The relationship between fashion and music is one of bountiful and mutual creativity. As long as fashion has existed it has been heavily influenced by music. Eras have been defined by the fashion and music contained within them, the 20s and their flapper girls, 1950s and pin up girls, 1960s with the summer of love, punks, mods and rockers, 1970s bohemian, disco and flares, 80s – well we all have vivid images of the neon shell suits, huge curly hair and synthesisers. In the 20th and 21st century youth subcultures have continuously articulated themselves through fashion from goths to punks to mods to ravers. Artists themselves often become synonymous with particular subcultures; Kurt Cobain and grunge, Marilyn Manson and goth, Avril Lavigne and skater.
In the modern day, the underground electronic music scene has carved out it’s own fashion culture. In London particularly, the music scene is heavily influencing what we are all wearing. The power of clothing as a form of identity and as a tool to make a powerful statement without speaking a word is what links it so closely to music.
What makes the electronic music scene stand out in terms of fashion against other genres is the freedom. Electronic music, most notably house and techno, was first embraced by the gay clubs in New York, Chicago and Detroit. It was these same clubs that were a safe-haven for extraverts and aliens alike that didn’t fit into societal norms for whatever reason, be it their race, sexuality or just personality. This freedom around the music and fashion in those early clubs, alongside the drugs, has maintained an outlandish and unique atmosphere in the electronic music scene where there is no ‘normal’ and people have the license to be who they want to be.
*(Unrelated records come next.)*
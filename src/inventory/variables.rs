use super::model::Inventory;
use crate::types::{merge_vars, VarsMap};

/// Resolves the vars a host sees from the groups it belongs to.
pub struct VariableResolver;

impl VariableResolver {
    pub fn new() -> Self {
        Self
    }

    /// Group vars in declaration order (later groups win), then host vars.
    pub fn host_vars(&self, inventory: &Inventory, host: &str) -> VarsMap {
        let mut resolved = VarsMap::new();
        for (_, group) in inventory.groups_of(host) {
            merge_vars(&mut resolved, &group.vars, true);
        }

        // Apply host-specific variables (highest priority)
        if let Some(host_vars) = inventory.hostvars.get(host) {
            merge_vars(&mut resolved, host_vars, true);
        }
        resolved
    }

    /// Vars of every group, merged in declaration order.
    pub fn group_vars(&self, inventory: &Inventory) -> VarsMap {
        let mut resolved = VarsMap::new();
        for group in inventory.groups.values() {
            merge_vars(&mut resolved, &group.vars, true);
        }
        resolved
    }
}

impl Default for VariableResolver {
    fn default() -> Self {
        Self::new()
    }
}

#[cfg(test)]
mod tests {
    use super::*;
    use serde_json::json;

    #[test]
    fn test_later_group_then_host_wins() {
        let inventory = Inventory::from_yaml(
            r#"
groups:
  a:
    hosts: [h1]
    vars: {x: from_a, y: from_a, z: from_a}
  b:
    hosts: [h1]
    vars: {y: from_b, z: from_b}
hostvars:
  h1: {z: from_host}
"#,
        )
        .unwrap();

        let vars = VariableResolver::new().host_vars(&inventory, "h1");
        assert_eq!(vars["x"], json!("from_a"));
        assert_eq!(vars["y"], json!("from_b"));
        assert_eq!(vars["z"], json!("from_host"));
    }
}
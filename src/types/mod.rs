pub mod layout;
pub mod vars;

pub use layout::*;
pub use vars::*;
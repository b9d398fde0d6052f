use crate::transport::TransportError;
use thiserror::Error;

#[derive(Debug, Error)]
pub enum InventoryError {
    #[error("Failed to read inventory {path}: {source}")]
    Read {
        path: String,
        #[source]
        source: std::io::Error,
    },

    #[error("Invalid YAML format: {reason}")]
    InvalidYaml { reason: String },

    #[error("Inventory has no 'groups' section")]
    MissingGroups,

    #[error("Group name '{name}' is reserved")]
    ReservedGroup { name: String },

    #[error("Group '{group}' must declare a non-empty 'hosts' list")]
    MissingHosts { group: String },

    #[error("Unknown inventory group: {group}")]
    UnknownGroup { group: String },

    #[error("Transport setup failed for {host}: {source}")]
    Transport {
        host: String,
        #[source]
        source: TransportError,
    },
}

pub type Result<T> = std::result::Result<T, InventoryError>;

impl From<InventoryError> for crate::error::HenchmanError {
    fn from(err: InventoryError) -> Self {
        use crate::error::{ErrorKind, Fields, HenchmanError};
        let kind = match &err {
            InventoryError::Transport {
                source: TransportError::InvalidConfig { .. },
                ..
            } => ErrorKind::Validation,
            InventoryError::Transport { .. } => ErrorKind::Transport,
            _ => ErrorKind::Config,
        };
        HenchmanError::from_error(kind, err, Fields::new(), "")
    }
}
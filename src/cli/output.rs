use crate::engine::{PlanStats, TaskReporter};
use crate::inventory::Machine;
use crate::modules::{ModuleResult, Status};
use crate::plan::{Plan, Task};
use colored::{ColoredString, Colorize};
use std::sync::{Arc, Mutex};

/// Serializes console writes from concurrent machine workers.
static PRINT_LOCK: Mutex<()> = Mutex::new(());

fn with_print_lock<F: FnOnce()>(f: F) {
    let _guard = PRINT_LOCK.lock().unwrap_or_else(|e| e.into_inner());
    f();
}

fn paint(status: Status, text: &str) -> ColoredString {
    match status {
        Status::Ok => text.green(),
        Status::Changed => text.yellow(),
        Status::Failure | Status::Error => text.red(),
        Status::Ignored => text.cyan(),
    }
}

fn icon(status: Status) -> &'static str {
    match status {
        Status::Ok => "✅",
        Status::Changed => "🔄",
        Status::Failure | Status::Error => "❌",
        Status::Ignored => "⏭️ ",
    }
}

/// Prints task results to stdout and counts them per host.
#[derive(Debug, Default)]
pub struct ConsoleReporter {
    stats: Arc<PlanStats>,
    debug: bool,
}

impl ConsoleReporter {
    pub fn new(debug: bool) -> Self {
        Self {
            stats: Arc::new(PlanStats::new()),
            debug,
        }
    }

    pub fn stats(&self) -> Arc<PlanStats> {
        Arc::clone(&self.stats)
    }
}

impl TaskReporter for ConsoleReporter {
    fn task_retrying(&self, host: &str, task: &Task, attempt: u32, result: &ModuleResult) {
        with_print_lock(|| {
            println!(
                "  🔁 {} {} retry {}/{} after {}",
                host.bold(),
                task.display_name(),
                attempt,
                task.retry,
                paint(result.status, result.status.as_str())
            );
        });
    }

    fn task_finished(&self, host: &str, task: &Task, result: &ModuleResult) {
        self.stats.record(host, result.status);

        with_print_lock(|| {
            let mut line = format!(
                "{} [{}] {} => {}",
                icon(result.status),
                host.bold(),
                task.display_name(),
                paint(result.status, result.status.as_str())
            );
            if !result.msg.is_empty() {
                line.push_str(&format!(" ({})", result.msg));
            }
            println!("{line}");

            if (task.debug || self.debug) && !result.output.is_null() {
                match serde_json::to_string_pretty(&result.output) {
                    Ok(output) => {
                        for l in output.lines() {
                            println!("    {l}");
                        }
                    }
                    Err(_) => println!("    {}", result.output),
                }
            }
        });
    }
}

pub fn print_plan_header(plan: &Plan, machines: &[Machine]) {
    with_print_lock(|| {
        println!("🚀 Plan: {}", plan.name.bold());
        println!(
            "   {} tasks on {} machines",
            plan.tasks.len(),
            machines.len()
        );
        println!();
    });
}

/// Per host outcome counts, one line per host.
pub fn print_plan_stats(stats: &PlanStats) {
    let snapshot = stats.snapshot();
    if snapshot.is_empty() {
        return;
    }

    with_print_lock(|| {
        println!();
        println!("📊 Plan stats:");
        for (host, counts) in &snapshot {
            let parts: Vec<String> = Status::ALL
                .iter()
                .map(|status| {
                    let n = counts.get(status).copied().unwrap_or(0);
                    paint(*status, &format!("{}={}", status.as_str(), n)).to_string()
                })
                .collect();
            println!("  {:<24} {}", host, parts.join(" "));
        }
    });
}

/// Dry-run listing: the plan as YAML, then the selected machines.
pub fn print_dry_run(plan: &Plan, hostnames: &[String]) -> Result<(), serde_yaml::Error> {
    let yaml = serde_yaml::to_string(plan)?;
    with_print_lock(|| {
        println!("{yaml}");
        println!("🎯 Machines ({}):", hostnames.len());
        for host in hostnames {
            println!("  • {host}");
        }
    });
    Ok(())
}
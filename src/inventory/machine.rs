use super::error::{InventoryError, Result};
use super::model::Inventory;
use super::variables::VariableResolver;
use crate::transport::{self, Transport};
use crate::types::{henchman_vars, TransportConfig, VarsMap};
use std::sync::Arc;
use tracing::debug;

/// A selected host with its merged vars and bound transport.
#[derive(Debug, Clone)]
pub struct Machine {
    pub hostname: String,
    pub vars: VarsMap,
    pub transport: Arc<dyn Transport>,
}

impl Machine {
    pub fn new(hostname: impl Into<String>, vars: VarsMap, transport: Arc<dyn Transport>) -> Self {
        Self {
            hostname: hostname.into(),
            vars,
            transport,
        }
    }
}

impl Inventory {
    /// Transport config for `host`: the base config, the hostname, then any
    /// `henchman_*` vars with the prefix stripped.
    pub fn transport_config(&self, host: &str, vars: &VarsMap, base: &TransportConfig) -> TransportConfig {
        let mut config = base.clone();
        config.insert("hostname".to_string(), host.to_string());
        config.extend(henchman_vars(vars));
        config
    }

    /// Materialize one machine per distinct host.
    pub fn machines(&self, base: &TransportConfig) -> Result<Vec<Machine>> {
        let resolver = VariableResolver::new();
        self.hostnames()
            .into_iter()
            .map(|host| -> Result<Machine> {
                let vars = resolver.host_vars(self, &host);
                let config = self.transport_config(&host, &vars, base);
                debug!(host = %host, "Building machine");
                let transport =
                    transport::from_config(&config).map_err(|source| InventoryError::Transport {
                        host: host.clone(),
                        source,
                    })?;
                Ok(Machine::new(host, vars, transport))
            })
            .collect()
    }
}
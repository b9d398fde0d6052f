use henchman::engine::{SilentReporter, TaskEngine};
use henchman::modules::{Module, ModuleSearchPath};
use henchman::plan::{Plan, Task};
use henchman::transport::{DestKind, LocalTransport, Transport, TransportError};
use henchman::types::VarsMap;
use henchman::Machine;
use serde_json::json;
use std::fs;
use std::sync::Arc;
use tempfile::TempDir;
use tokio_test::{assert_err, assert_ok};

fn transport(home: &TempDir) -> LocalTransport {
    LocalTransport::new().with_env("HOME", home.path().display().to_string())
}

#[tokio::test]
async fn test_exec_feeds_stdin_and_returns_stdout() {
    let home = TempDir::new().unwrap();
    let local = transport(&home);

    let out = local.exec("cat", b"hello", false).await.unwrap();
    assert_eq!(out, b"hello");

    let out = local.exec("echo $HOME", &[], false).await.unwrap();
    assert_eq!(
        String::from_utf8(out).unwrap().trim(),
        home.path().display().to_string()
    );
}

#[tokio::test]
async fn test_exec_non_zero_exit_carries_output() {
    let home = TempDir::new().unwrap();
    let err = assert_err!(
        transport(&home)
            .exec("echo out; echo err >&2; exit 3", &[], false)
            .await
    );

    match err {
        TransportError::CommandFailed {
            status,
            stdout,
            stderr,
            ..
        } => {
            assert_eq!(status, 3);
            assert_eq!(stdout.trim(), "out");
            assert_eq!(stderr.trim(), "err");
        }
        other => panic!("unexpected error: {other}"),
    }
}

#[tokio::test]
async fn test_put_file_and_tree() {
    let home = TempDir::new().unwrap();
    let local = transport(&home);
    let src = TempDir::new().unwrap();

    let file = src.path().join("motd");
    fs::write(&file, "welcome").unwrap();
    assert_ok!(local.exec("mkdir -p ${HOME}/.henchman/", &[], false).await);
    assert_ok!(
        local
            .put(&file, "${HOME}/.henchman/motd", DestKind::File)
            .await
    );
    assert_eq!(
        fs::read_to_string(home.path().join(".henchman/motd")).unwrap(),
        "welcome"
    );

    let bundle = src.path().join("bundle");
    fs::create_dir_all(bundle.join("lib")).unwrap();
    fs::write(bundle.join("exec"), "#!/bin/sh\n").unwrap();
    fs::write(bundle.join("lib").join("helper.sh"), "true\n").unwrap();
    assert_ok!(local.put(&bundle, "${HOME}/.henchman/", DestKind::Dir).await);
    assert!(home.path().join(".henchman/bundle/exec").is_file());
    assert!(home.path().join(".henchman/bundle/lib/helper.sh").is_file());
}

#[tokio::test]
async fn test_module_runs_end_to_end_on_localhost() {
    let home = TempDir::new().unwrap();
    let modules = TempDir::new().unwrap();
    fs::write(
        modules.path().join("counter"),
        "#!/bin/sh\nn=$(cat | wc -c | tr -d ' ')\nprintf '{\"status\":\"changed\",\"msg\":\"%s\"}' \"$n\"\n",
    )
    .unwrap();

    let engine = TaskEngine::new(
        ModuleSearchPath::new(vec![modules.path().to_path_buf()]),
        Arc::new(SilentReporter),
    );
    let m = Machine::new("localhost", VarsMap::new(), Arc::new(transport(&home)));

    let mut task = Task::new("count", Module::new("counter", r#"cmd="echo hi""#).unwrap());
    task.register = Some("out".to_string());
    let plan = Plan {
        name: "local".to_string(),
        hosts: Vec::new(),
        vars: VarsMap::new(),
        tasks: vec![task],
    };

    let registers = engine.run_machine(&plan, &m).await.unwrap();
    assert_eq!(registers["out"]["status"], json!("changed"));
    // {"cmd":"echo hi"} is 17 bytes
    assert_eq!(registers["out"]["msg"], json!("17"));
    assert!(home.path().join(".henchman/counter").is_file());
}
This monthly blog post will explore this unique relationship, current trends and just my personal fashion favourites.
Hosing parties around London every couple of months, PXSSY PALACE is a haven for the most extravagant and eccentric crowd. Although aimed at women and femmes of colour, this event employs an open door policy and welcomes everyone to the palace. This organically girl-grown collective simply request you be yourself, no matter how extra or low-key that may be.
Regularly taking over Radar Radio, PXSSY PALACE features a variety of music to suit all taste from house to hip-hop and grime to garage.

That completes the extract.